▶ [REQUIRED WORK]
Copy out all of the records, exactly as they appear.

▶ [TASK INPUTS]
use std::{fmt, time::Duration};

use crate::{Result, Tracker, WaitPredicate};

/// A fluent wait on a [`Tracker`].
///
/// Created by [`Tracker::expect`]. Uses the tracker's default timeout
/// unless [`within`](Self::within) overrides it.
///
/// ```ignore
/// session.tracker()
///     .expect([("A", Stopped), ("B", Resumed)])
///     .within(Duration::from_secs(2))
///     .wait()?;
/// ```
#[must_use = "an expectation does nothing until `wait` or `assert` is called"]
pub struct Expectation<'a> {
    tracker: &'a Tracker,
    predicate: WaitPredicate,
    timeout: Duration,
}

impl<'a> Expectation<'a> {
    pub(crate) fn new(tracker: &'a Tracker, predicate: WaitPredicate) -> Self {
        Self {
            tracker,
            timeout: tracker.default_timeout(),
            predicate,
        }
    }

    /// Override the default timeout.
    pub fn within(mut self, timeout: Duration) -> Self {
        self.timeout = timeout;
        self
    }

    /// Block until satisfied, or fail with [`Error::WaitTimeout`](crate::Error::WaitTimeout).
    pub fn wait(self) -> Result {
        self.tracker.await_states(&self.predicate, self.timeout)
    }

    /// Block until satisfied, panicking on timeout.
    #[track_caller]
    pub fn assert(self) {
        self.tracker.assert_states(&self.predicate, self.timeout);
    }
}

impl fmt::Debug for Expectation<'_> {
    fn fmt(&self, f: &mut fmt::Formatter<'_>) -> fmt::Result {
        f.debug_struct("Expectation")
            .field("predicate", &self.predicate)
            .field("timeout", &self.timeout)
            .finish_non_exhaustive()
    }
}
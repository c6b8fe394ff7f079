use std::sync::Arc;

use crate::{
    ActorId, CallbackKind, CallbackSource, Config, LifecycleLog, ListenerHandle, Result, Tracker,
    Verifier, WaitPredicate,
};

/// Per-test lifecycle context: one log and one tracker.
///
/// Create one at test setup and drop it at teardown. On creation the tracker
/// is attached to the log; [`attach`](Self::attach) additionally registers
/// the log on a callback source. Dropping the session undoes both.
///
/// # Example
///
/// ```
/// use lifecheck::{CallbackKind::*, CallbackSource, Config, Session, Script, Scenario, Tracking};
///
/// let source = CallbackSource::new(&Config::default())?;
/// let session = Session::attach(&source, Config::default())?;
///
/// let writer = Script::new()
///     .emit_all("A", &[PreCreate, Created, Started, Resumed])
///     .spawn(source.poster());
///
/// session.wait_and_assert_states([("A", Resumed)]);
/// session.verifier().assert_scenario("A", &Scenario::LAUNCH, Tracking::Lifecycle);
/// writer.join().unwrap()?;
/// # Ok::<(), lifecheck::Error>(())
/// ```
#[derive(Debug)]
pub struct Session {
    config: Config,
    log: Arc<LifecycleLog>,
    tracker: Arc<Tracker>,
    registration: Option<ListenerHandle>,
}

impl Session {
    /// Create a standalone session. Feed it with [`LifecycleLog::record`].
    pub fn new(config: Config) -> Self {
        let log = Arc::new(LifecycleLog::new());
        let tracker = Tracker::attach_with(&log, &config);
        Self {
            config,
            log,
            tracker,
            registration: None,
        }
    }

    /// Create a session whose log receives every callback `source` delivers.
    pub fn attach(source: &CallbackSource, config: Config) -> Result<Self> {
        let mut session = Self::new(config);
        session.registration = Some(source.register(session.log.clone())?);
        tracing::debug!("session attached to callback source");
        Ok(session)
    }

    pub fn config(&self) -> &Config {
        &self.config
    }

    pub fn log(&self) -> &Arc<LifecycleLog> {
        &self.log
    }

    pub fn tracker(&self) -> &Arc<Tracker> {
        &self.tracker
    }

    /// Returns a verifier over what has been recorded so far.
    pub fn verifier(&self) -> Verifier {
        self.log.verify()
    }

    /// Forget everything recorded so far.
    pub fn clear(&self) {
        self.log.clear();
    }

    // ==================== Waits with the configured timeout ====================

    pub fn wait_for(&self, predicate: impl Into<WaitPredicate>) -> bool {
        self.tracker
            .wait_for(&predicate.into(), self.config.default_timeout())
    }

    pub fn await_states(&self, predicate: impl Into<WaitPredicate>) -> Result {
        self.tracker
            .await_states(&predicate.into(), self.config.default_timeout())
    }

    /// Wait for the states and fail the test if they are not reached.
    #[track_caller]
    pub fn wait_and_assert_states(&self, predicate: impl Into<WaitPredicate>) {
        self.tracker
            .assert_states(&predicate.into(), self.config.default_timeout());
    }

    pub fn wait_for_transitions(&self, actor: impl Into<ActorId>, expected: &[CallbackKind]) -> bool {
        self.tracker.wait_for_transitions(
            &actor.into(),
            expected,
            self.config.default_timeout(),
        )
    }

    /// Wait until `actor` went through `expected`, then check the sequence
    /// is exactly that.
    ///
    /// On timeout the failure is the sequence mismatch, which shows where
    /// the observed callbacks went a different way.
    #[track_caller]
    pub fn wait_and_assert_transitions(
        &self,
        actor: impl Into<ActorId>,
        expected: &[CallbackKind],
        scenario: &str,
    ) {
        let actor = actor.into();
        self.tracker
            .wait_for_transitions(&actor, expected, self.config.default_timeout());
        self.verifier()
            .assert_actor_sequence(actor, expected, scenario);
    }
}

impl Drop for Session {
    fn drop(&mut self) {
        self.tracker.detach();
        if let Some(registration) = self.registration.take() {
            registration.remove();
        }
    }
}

▶ [PROBLEM SOLUTION]
use std::{fmt, time::Duration};

use crate::{Result, Tracker, WaitPredicate};

/// A fluent wait on a [`Tracker`].
///
/// Created by [`Tracker::expect`]. Uses the tracker's default timeout
/// unless [`within`](Self::within) overrides it.
///
/// ```ignore
/// session.tracker()
///     .expect([("A", Stopped), ("B", Resumed)])
///     .within(Duration::from_secs(2))
///     .wait()?;
/// ```
#[must_use = "an expectation does nothing until `wait` or `assert` is called"]
pub struct Expectation<'a> {
    tracker: &'a Tracker,
    predicate: WaitPredicate,
    timeout: Duration,
}

impl<'a> Expectation<'a> {
    pub(crate) fn new(tracker: &'a Tracker, predicate: WaitPredicate) -> Self {
        Self {
            tracker,
            timeout: tracker.default_timeout(),
            predicate,
        }
    }

    /// Override the default timeout.
    pub fn within(mut self, timeout: Duration) -> Self {
        self.timeout = timeout;
        self
    }

    /// Block until satisfied, or fail with [`Error::WaitTimeout`](crate::Error::WaitTimeout).
    pub fn wait(self) -> Result {
        self.tracker.await_states(&self.predicate, self.timeout)
    }

    /// Block until satisfied, panicking on timeout.
    #[track_caller]
    pub fn assert(self) {
        self.tracker.assert_states(&self.predicate, self.timeout);
    }
}

impl fmt::Debug for Expectation<'_> {
    fn fmt(&self, f: &mut fmt::Formatter<'_>) -> fmt::Result {
        f.debug_struct("Expectation")
            .field("predicate", &self.predicate)
            .field("timeout", &self.timeout)
            .finish_non_exhaustive()
    }
}
repository c6b8fe394ff7f079
use std::sync::Arc;

use crate::{
    ActorId, CallbackKind, CallbackSource, Config, LifecycleLog, ListenerHandle, Result, Tracker,
    Verifier, WaitPredicate,
};

/// Per-test lifecycle context: one log and one tracker.
///
/// Create one at test setup and drop it at teardown. On creation the tracker
/// is attached to the log; [`attach`](Self::attach) additionally registers
/// the log on a callback source. Dropping the session undoes both.
///
/// # Example
///
/// ```
/// use lifecheck::{CallbackKind::*, CallbackSource, Config, Session, Script, Scenario, Tracking};
///
/// let source = CallbackSource::new(&Config::default())?;
/// let session = Session::attach(&source, Config::default())?;
///
/// let writer = Script::new()
///     .emit_all("A", &[PreCreate, Created, Started, Resumed])
///     .spawn(source.poster());
///
/// session.wait_and_assert_states([("A", Resumed)]);
/// session.verifier().assert_scenario("A", &Scenario::LAUNCH, Tracking::Lifecycle);
/// writer.join().unwrap()?;
/// # Ok::<(), lifecheck::Error>(())
/// ```
#[derive(Debug)]
pub struct Session {
    config: Config,
    log: Arc<LifecycleLog>,
    tracker: Arc<Tracker>,
    registration: Option<ListenerHandle>,
}

impl Session {
    /// Create a standalone session. Feed it with [`LifecycleLog::record`].
    pub fn new(config: Config) -> Self {
        let log = Arc::new(LifecycleLog::new());
        let tracker = Tracker::attach_with(&log, &config);
        Self {
            config,
            log,
            tracker,
            registration: None,
        }
    }

    /// Create a session whose log receives every callback `source` delivers.
    pub fn attach(source: &CallbackSource, config: Config) -> Result<Self> {
        let mut session = Self::new(config);
        session.registration = Some(source.register(session.log.clone())?);
        tracing::debug!("session attached to callback source");
        Ok(session)
    }

    pub fn config(&self) -> &Config {
        &self.config
    }

    pub fn log(&self) -> &Arc<LifecycleLog> {
        &self.log
    }

    pub fn tracker(&self) -> &Arc<Tracker> {
        &self.tracker
    }

    /// Returns a verifier over what has been recorded so far.
    pub fn verifier(&self) -> Verifier {
        self.log.verify()
    }

    /// Forget everything recorded so far.
    pub fn clear(&self) {
        self.log.clear();
    }

    // ==================== Waits with the configured timeout ====================

    pub fn wait_for(&self, predicate: impl Into<WaitPredicate>) -> bool {
        self.tracker
            .wait_for(&predicate.into(), self.config.default_timeout())
    }

    pub fn await_states(&self, predicate: impl Into<WaitPredicate>) -> Result {
        self.tracker
            .await_states(&predicate.into(), self.config.default_timeout())
    }

    /// Wait for the states and fail the test if they are not reached.
    #[track_caller]
    pub fn wait_and_assert_states(&self, predicate: impl Into<WaitPredicate>) {
        self.tracker
            .assert_states(&predicate.into(), self.config.default_timeout());
    }

    pub fn wait_for_transitions(&self, actor: impl Into<ActorId>, expected: &[CallbackKind]) -> bool {
        self.tracker.wait_for_transitions(
            &actor.into(),
            expected,
            self.config.default_timeout(),
        )
    }

    /// Wait until `actor` went through `expected`, then check the sequence
    /// is exactly that.
    ///
    /// On timeout the failure is the sequence mismatch, which shows where
    /// the observed callbacks went a different way.
    #[track_caller]
    pub fn wait_and_assert_transitions(
        &self,
        actor: impl Into<ActorId>,
        expected: &[CallbackKind],
        scenario: &str,
    ) {
        let actor = actor.into();
        self.tracker
            .wait_for_transitions(&actor, expected, self.config.default_timeout());
        self.verifier()
            .assert_actor_sequence(actor, expected, scenario);
    }
}

impl Drop for Session {
    fn drop(&mut self) {
        self.tracker.detach();
        if let Some(registration) = self.registration.take() {
            registration.remove();
        }
    }
}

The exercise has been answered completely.